■ Goal of the exercise ■
From the entries, copy out every line in which the word "MatchedPath" is found.

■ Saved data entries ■
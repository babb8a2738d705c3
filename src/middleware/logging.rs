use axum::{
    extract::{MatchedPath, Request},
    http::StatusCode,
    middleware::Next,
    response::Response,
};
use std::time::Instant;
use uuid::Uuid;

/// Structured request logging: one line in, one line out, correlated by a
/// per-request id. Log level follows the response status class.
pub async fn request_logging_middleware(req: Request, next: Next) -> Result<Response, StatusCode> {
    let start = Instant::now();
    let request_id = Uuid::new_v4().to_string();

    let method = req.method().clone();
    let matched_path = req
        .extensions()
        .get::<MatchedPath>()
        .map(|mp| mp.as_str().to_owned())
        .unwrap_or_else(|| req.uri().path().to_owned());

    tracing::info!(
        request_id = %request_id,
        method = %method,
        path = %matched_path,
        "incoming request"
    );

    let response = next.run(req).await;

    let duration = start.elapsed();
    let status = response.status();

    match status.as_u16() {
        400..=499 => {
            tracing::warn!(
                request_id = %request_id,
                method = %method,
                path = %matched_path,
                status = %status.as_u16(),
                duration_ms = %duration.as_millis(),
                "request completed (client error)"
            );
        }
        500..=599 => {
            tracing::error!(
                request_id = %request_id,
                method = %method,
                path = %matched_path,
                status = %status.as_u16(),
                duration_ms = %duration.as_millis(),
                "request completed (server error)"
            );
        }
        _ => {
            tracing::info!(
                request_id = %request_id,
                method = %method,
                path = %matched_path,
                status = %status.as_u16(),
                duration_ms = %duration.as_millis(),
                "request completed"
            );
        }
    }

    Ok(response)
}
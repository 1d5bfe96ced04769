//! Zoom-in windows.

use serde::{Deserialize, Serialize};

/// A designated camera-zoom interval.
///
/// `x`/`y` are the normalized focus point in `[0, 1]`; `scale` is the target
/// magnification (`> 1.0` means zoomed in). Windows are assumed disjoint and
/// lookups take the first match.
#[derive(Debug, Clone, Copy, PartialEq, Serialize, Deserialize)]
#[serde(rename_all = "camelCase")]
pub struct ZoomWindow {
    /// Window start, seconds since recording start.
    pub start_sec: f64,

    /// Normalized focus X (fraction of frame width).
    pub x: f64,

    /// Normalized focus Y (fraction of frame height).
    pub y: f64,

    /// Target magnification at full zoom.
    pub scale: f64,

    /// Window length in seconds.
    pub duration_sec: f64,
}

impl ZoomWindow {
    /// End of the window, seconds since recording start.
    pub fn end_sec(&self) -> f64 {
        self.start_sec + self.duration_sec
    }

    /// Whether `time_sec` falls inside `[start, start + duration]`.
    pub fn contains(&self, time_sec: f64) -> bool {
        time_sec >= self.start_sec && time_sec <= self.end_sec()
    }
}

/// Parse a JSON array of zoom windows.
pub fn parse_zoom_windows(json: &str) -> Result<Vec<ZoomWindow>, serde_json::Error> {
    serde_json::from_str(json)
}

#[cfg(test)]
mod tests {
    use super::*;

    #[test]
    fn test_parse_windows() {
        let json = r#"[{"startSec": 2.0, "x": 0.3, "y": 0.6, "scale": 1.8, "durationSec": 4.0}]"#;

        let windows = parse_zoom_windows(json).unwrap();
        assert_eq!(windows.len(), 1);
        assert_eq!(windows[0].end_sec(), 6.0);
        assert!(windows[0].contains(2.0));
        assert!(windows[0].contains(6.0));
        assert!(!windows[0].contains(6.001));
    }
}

--

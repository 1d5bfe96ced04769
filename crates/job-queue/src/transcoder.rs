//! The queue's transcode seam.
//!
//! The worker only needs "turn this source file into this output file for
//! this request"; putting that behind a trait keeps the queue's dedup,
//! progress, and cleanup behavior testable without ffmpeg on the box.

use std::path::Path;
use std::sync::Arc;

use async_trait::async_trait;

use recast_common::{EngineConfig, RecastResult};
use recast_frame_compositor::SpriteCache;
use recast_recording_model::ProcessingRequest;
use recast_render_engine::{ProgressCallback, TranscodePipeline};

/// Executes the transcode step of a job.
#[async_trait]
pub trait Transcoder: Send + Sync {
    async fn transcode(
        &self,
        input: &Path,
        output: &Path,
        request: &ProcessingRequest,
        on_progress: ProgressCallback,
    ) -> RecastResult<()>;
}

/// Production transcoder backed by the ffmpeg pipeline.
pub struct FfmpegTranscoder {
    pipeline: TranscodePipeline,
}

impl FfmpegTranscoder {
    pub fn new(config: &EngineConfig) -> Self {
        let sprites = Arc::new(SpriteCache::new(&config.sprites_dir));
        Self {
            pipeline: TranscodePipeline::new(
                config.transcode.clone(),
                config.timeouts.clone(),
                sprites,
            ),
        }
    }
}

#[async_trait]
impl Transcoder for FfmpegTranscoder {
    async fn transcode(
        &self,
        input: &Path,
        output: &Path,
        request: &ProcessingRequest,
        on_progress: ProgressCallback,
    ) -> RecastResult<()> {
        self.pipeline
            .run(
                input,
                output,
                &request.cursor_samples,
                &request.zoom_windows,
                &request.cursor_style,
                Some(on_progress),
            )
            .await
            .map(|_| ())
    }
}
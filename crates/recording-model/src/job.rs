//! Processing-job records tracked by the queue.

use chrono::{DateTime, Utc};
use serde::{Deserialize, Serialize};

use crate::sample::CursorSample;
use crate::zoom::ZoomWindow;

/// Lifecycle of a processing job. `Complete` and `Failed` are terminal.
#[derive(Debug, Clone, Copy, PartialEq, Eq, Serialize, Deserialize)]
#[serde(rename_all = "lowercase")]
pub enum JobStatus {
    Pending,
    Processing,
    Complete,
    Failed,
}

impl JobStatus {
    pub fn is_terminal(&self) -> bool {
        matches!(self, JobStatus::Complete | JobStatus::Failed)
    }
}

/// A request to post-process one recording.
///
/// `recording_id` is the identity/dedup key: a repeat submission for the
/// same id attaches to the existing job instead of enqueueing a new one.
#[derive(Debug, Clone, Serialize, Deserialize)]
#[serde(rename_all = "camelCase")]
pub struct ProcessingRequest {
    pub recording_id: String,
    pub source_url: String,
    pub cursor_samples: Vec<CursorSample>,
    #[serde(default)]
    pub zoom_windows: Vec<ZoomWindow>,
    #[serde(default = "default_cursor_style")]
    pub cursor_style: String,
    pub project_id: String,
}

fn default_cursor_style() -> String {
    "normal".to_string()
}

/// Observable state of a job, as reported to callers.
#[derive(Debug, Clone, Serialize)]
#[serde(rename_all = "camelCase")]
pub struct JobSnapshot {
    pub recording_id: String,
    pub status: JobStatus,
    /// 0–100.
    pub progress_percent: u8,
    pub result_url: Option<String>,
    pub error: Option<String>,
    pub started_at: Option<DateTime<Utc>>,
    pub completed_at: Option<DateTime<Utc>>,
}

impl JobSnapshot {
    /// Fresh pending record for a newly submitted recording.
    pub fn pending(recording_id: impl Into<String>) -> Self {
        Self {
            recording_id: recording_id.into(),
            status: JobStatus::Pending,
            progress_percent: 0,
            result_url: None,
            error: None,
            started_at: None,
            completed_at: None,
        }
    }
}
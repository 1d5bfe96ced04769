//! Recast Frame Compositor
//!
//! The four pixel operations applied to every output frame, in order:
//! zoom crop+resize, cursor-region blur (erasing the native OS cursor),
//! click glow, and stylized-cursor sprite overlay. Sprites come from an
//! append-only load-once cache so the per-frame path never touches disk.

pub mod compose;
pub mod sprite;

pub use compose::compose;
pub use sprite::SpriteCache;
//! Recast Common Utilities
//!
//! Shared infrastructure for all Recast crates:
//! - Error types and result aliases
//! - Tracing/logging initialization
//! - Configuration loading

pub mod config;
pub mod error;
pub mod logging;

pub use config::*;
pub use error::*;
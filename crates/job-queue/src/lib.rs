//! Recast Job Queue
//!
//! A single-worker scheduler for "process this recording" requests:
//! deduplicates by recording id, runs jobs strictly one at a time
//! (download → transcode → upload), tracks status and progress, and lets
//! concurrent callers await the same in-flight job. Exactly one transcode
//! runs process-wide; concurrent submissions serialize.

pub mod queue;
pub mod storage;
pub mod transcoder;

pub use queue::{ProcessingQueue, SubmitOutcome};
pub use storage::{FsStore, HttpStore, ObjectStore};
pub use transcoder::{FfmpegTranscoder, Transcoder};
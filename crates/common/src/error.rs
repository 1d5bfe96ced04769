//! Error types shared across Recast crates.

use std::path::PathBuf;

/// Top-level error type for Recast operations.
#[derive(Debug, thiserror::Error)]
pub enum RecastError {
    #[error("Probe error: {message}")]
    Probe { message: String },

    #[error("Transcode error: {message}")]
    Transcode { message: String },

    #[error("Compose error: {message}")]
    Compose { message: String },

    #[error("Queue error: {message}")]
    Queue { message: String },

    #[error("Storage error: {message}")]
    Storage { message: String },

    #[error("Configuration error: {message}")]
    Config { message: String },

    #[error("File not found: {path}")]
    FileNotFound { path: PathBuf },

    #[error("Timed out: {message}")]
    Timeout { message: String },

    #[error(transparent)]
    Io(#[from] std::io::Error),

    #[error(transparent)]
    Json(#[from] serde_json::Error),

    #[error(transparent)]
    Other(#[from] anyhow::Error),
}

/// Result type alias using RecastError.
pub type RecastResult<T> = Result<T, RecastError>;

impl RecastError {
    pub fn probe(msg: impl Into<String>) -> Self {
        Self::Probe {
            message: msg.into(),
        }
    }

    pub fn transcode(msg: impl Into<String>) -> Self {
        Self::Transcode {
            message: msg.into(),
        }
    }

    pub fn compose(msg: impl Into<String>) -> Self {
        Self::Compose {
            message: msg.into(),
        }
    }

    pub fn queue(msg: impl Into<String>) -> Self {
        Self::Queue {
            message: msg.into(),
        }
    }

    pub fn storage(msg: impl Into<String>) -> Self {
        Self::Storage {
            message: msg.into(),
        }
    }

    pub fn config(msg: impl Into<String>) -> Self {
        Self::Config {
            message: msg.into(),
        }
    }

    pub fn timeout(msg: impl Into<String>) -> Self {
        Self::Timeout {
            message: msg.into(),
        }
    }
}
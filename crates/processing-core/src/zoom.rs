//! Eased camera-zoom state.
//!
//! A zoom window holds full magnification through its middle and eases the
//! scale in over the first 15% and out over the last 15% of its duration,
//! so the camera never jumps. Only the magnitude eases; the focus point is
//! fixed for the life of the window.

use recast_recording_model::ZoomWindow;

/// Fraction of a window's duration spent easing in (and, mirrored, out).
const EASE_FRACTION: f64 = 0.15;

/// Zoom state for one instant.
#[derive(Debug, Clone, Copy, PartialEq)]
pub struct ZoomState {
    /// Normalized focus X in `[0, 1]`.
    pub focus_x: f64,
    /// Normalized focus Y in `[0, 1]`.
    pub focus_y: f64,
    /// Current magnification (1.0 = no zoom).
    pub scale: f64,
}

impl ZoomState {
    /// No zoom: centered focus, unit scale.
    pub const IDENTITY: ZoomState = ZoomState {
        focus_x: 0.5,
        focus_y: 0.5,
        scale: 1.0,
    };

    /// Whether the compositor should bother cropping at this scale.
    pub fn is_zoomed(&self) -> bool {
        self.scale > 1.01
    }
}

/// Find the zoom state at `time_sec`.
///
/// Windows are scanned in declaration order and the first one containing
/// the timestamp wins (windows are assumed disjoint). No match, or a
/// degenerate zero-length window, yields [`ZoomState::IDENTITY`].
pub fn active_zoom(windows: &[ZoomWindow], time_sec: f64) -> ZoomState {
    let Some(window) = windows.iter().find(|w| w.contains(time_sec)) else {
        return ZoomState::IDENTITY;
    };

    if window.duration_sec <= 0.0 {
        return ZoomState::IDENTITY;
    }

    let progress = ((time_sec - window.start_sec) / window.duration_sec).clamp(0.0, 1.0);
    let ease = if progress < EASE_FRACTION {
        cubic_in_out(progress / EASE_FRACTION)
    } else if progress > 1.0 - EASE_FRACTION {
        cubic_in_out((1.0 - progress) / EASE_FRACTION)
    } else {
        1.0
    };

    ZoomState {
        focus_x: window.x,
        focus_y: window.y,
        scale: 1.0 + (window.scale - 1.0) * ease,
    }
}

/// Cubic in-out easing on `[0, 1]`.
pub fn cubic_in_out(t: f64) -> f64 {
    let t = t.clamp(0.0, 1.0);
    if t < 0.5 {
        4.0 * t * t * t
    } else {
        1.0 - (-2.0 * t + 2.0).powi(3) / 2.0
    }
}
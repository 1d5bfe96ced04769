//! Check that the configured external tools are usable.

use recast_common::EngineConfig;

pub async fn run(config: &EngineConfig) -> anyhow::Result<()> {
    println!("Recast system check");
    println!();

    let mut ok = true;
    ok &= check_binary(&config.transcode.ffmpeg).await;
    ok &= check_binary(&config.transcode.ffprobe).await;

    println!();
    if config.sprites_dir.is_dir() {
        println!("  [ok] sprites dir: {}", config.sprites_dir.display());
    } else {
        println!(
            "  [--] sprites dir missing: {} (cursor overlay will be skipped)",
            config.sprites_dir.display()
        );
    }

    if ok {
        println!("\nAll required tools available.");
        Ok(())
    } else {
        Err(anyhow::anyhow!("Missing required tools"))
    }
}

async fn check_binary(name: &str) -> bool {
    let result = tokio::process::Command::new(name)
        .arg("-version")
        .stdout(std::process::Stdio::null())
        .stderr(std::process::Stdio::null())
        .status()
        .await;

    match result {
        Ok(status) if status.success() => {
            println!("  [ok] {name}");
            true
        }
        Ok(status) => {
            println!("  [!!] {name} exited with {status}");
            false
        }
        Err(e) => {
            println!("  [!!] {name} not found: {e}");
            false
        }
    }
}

■ Result of the task ■
    extract::{MatchedPath, Request},
        .get::<MatchedPath>()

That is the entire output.